* _YOUR INSTRUCTIONS_
From the first line to the last, transcribe the data exactly.

(Collected data entries)
++++
//! Record validation
//!
//! All-or-nothing: a file produces candidates only when every record passes
//! every rule. Otherwise the caller gets the full list of violations.

use std::fmt;

use super::parser::RawRecord;
use crate::features::shared::validation::{
    parse_patient_id, validate_appointment_date, validate_person_name, validate_required,
};
use crate::models::AppointmentCandidate;

pub const PATIENT_ID: &str = "patient_id";
pub const DOCTOR: &str = "doctor";
pub const APPOINTMENT_DATE: &str = "appointment_date";
pub const REASON: &str = "reason";

#[derive(Debug, Clone, PartialEq, Eq)]
pub struct FieldViolation {
    pub line: u64,
    pub field: &'static str,
    pub value: Option<String>,
    pub message: String,
}

impl fmt::Display for FieldViolation {
    fn fmt(&self, f: &mut fmt::Formatter<'_>) -> fmt::Result {
        write!(f, "line {}: {}: {}", self.line, self.field, self.message)?;
        if let Some(value) = &self.value {
            write!(f, " (got {:?})", value)?;
        }
        Ok(())
    }
}

/// Every violation found in a batch, in source order. Never empty.
#[derive(Debug, Clone, PartialEq, Eq)]
pub struct ValidationReport {
    pub violations: Vec<FieldViolation>,
}

impl ValidationReport {
    /// Number of distinct lines with at least one violation
    pub fn failed_lines(&self) -> usize {
        let mut lines: Vec<u64> = self.violations.iter().map(|v| v.line).collect();
        lines.dedup();
        lines.len()
    }
}

impl fmt::Display for ValidationReport {
    fn fmt(&self, f: &mut fmt::Formatter<'_>) -> fmt::Result {
        for (i, violation) in self.violations.iter().enumerate() {
            if i > 0 {
                f.write_str("\n")?;
            }
            write!(f, "{}", violation)?;
        }
        Ok(())
    }
}

impl std::error::Error for ValidationReport {}

pub fn validate(records: &[RawRecord]) -> Result<Vec<AppointmentCandidate>, ValidationReport> {
    let mut candidates = Vec::with_capacity(records.len());
    let mut violations = Vec::new();

    for record in records {
        match validate_record(record) {
            Ok(candidate) => candidates.push(candidate),
            Err(mut found) => violations.append(&mut found),
        }
    }

    if violations.is_empty() {
        Ok(candidates)
    } else {
        Err(ValidationReport { violations })
    }
}

/// Check one record against every field rule
pub fn validate_record(record: &RawRecord) -> Result<AppointmentCandidate, Vec<FieldViolation>> {
    let mut violations = Vec::new();
    let mut violation = |field: &'static str, value: Option<&str>, message: String| {
        violations.push(FieldViolation {
            line: record.line,
            field,
            value: value.map(str::to_string),
            message,
        })
    };

    let patient_id = record.get(PATIENT_ID);
    let doctor = record.get(DOCTOR);
    let appointment_date = record.get(APPOINTMENT_DATE);
    let reason = record.get(REASON);

    let parsed_id = match patient_id.map(parse_patient_id) {
        Some(Ok(id)) => Some(id),
        Some(Err(e)) => {
            violation(PATIENT_ID, patient_id, e.to_string());
            None
        },
        None => {
            violation(PATIENT_ID, None, missing(PATIENT_ID));
            None
        },
    };

    match doctor {
        Some(value) => {
            if let Err(e) = validate_person_name(value, DOCTOR) {
                violation(DOCTOR, Some(value), e.to_string());
            }
        },
        None => violation(DOCTOR, None, missing(DOCTOR)),
    }

    match appointment_date {
        Some(value) => {
            if let Err(e) = validate_appointment_date(value) {
                violation(APPOINTMENT_DATE, Some(value), e.to_string());
            }
        },
        None => violation(APPOINTMENT_DATE, None, missing(APPOINTMENT_DATE)),
    }

    match reason {
        Some(value) => {
            if let Err(e) = validate_required(value, REASON) {
                violation(REASON, Some(value), e.to_string());
            }
        },
        None => violation(REASON, None, missing(REASON)),
    }

    match (parsed_id, doctor, appointment_date, reason) {
        (Some(patient_id), Some(doctor), Some(appointment_date), Some(reason))
            if violations.is_empty() =>
        {
            Ok(AppointmentCandidate {
                patient_id,
                doctor: doctor.to_string(),
                appointment_date: appointment_date.to_string(),
                reason: reason.to_string(),
            })
        },
        _ => Err(violations),
    }
}

fn missing(field: &str) -> String {
    format!("missing column '{}'", field)
}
++++
* _TASK RESPONSE_
//! Record validation
//!
//! All-or-nothing: a file produces candidates only when every record passes
//! every rule. Otherwise the caller gets the full list of violations.

use std::fmt;

use super::parser::RawRecord;
use crate::features::shared::validation::{
    parse_patient_id, validate_appointment_date, validate_person_name, validate_required,
};
use crate::models::AppointmentCandidate;

pub const PATIENT_ID: &str = "patient_id";
pub const DOCTOR: &str = "doctor";
pub const APPOINTMENT_DATE: &str = "appointment_date";
pub const REASON: &str = "reason";

#[derive(Debug, Clone, PartialEq, Eq)]
pub struct FieldViolation {
    pub line: u64,
    pub field: &'static str,
    pub value: Option<String>,
    pub message: String,
}

impl fmt::Display for FieldViolation {
    fn fmt(&self, f: &mut fmt::Formatter<'_>) -> fmt::Result {
        write!(f, "line {}: {}: {}", self.line, self.field, self.message)?;
        if let Some(value) = &self.value {
            write!(f, " (got {:?})", value)?;
        }
        Ok(())
    }
}

/// Every violation found in a batch, in source order. Never empty.
#[derive(Debug, Clone, PartialEq, Eq)]
pub struct ValidationReport {
    pub violations: Vec<FieldViolation>,
}

impl ValidationReport {
    /// Number of distinct lines with at least one violation
    pub fn failed_lines(&self) -> usize {
        let mut lines: Vec<u64> = self.violations.iter().map(|v| v.line).collect();
        lines.dedup();
        lines.len()
    }
}

impl fmt::Display for ValidationReport {
    fn fmt(&self, f: &mut fmt::Formatter<'_>) -> fmt::Result {
        for (i, violation) in self.violations.iter().enumerate() {
            if i > 0 {
                f.write_str("\n")?;
            }
            write!(f, "{}", violation)?;
        }
        Ok(())
    }
}

impl std::error::Error for ValidationReport {}

pub fn validate(records: &[RawRecord]) -> Result<Vec<AppointmentCandidate>, ValidationReport> {
    let mut candidates = Vec::with_capacity(records.len());
    let mut violations = Vec::new();

    for record in records {
        match validate_record(record) {
            Ok(candidate) => candidates.push(candidate),
            Err(mut found) => violations.append(&mut found),
        }
    }

    if violations.is_empty() {
        Ok(candidates)
    } else {
        Err(ValidationReport { violations })
    }
}

/// Check one record against every field rule
pub fn validate_record(record: &RawRecord) -> Result<AppointmentCandidate, Vec<FieldViolation>> {
    let mut violations = Vec::new();
    let mut violation = |field: &'static str, value: Option<&str>, message: String| {
        violations.push(FieldViolation {
            line: record.line,
            field,
            value: value.map(str::to_string),
            message,
        })
    };

    let patient_id = record.get(PATIENT_ID);
    let doctor = record.get(DOCTOR);
    let appointment_date = record.get(APPOINTMENT_DATE);
    let reason = record.get(REASON);

    let parsed_id = match patient_id.map(parse_patient_id) {
        Some(Ok(id)) => Some(id),
        Some(Err(e)) => {
            violation(PATIENT_ID, patient_id, e.to_string());
            None
        },
        None => {
            violation(PATIENT_ID, None, missing(PATIENT_ID));
            None
        },
    };

    match doctor {
        Some(value) => {
            if let Err(e) = validate_person_name(value, DOCTOR) {
                violation(DOCTOR, Some(value), e.to_string());
            }
        },
        None => violation(DOCTOR, None, missing(DOCTOR)),
    }

    match appointment_date {
        Some(value) => {
            if let Err(e) = validate_appointment_date(value) {
                violation(APPOINTMENT_DATE, Some(value), e.to_string());
            }
        },
        None => violation(APPOINTMENT_DATE, None, missing(APPOINTMENT_DATE)),
    }

    match reason {
        Some(value) => {
            if let Err(e) = validate_required(value, REASON) {
                violation(REASON, Some(value), e.to_string());
            }
        },
        None => violation(REASON, None, missing(REASON)),
    }

    match (parsed_id, doctor, appointment_date, reason) {
        (Some(patient_id), Some(doctor), Some(appointment_date), Some(reason))
            if violations.is_empty() =>
        {
            Ok(AppointmentCandidate {
                patient_id,
                doctor: doctor.to_string(),
                appointment_date: appointment_date.to_string(),
                reason: reason.to_string(),
            })
        },
        _ => Err(violations),
    }
}

fn missing(field: &str) -> String {
    format!("missing column '{}'", field)
}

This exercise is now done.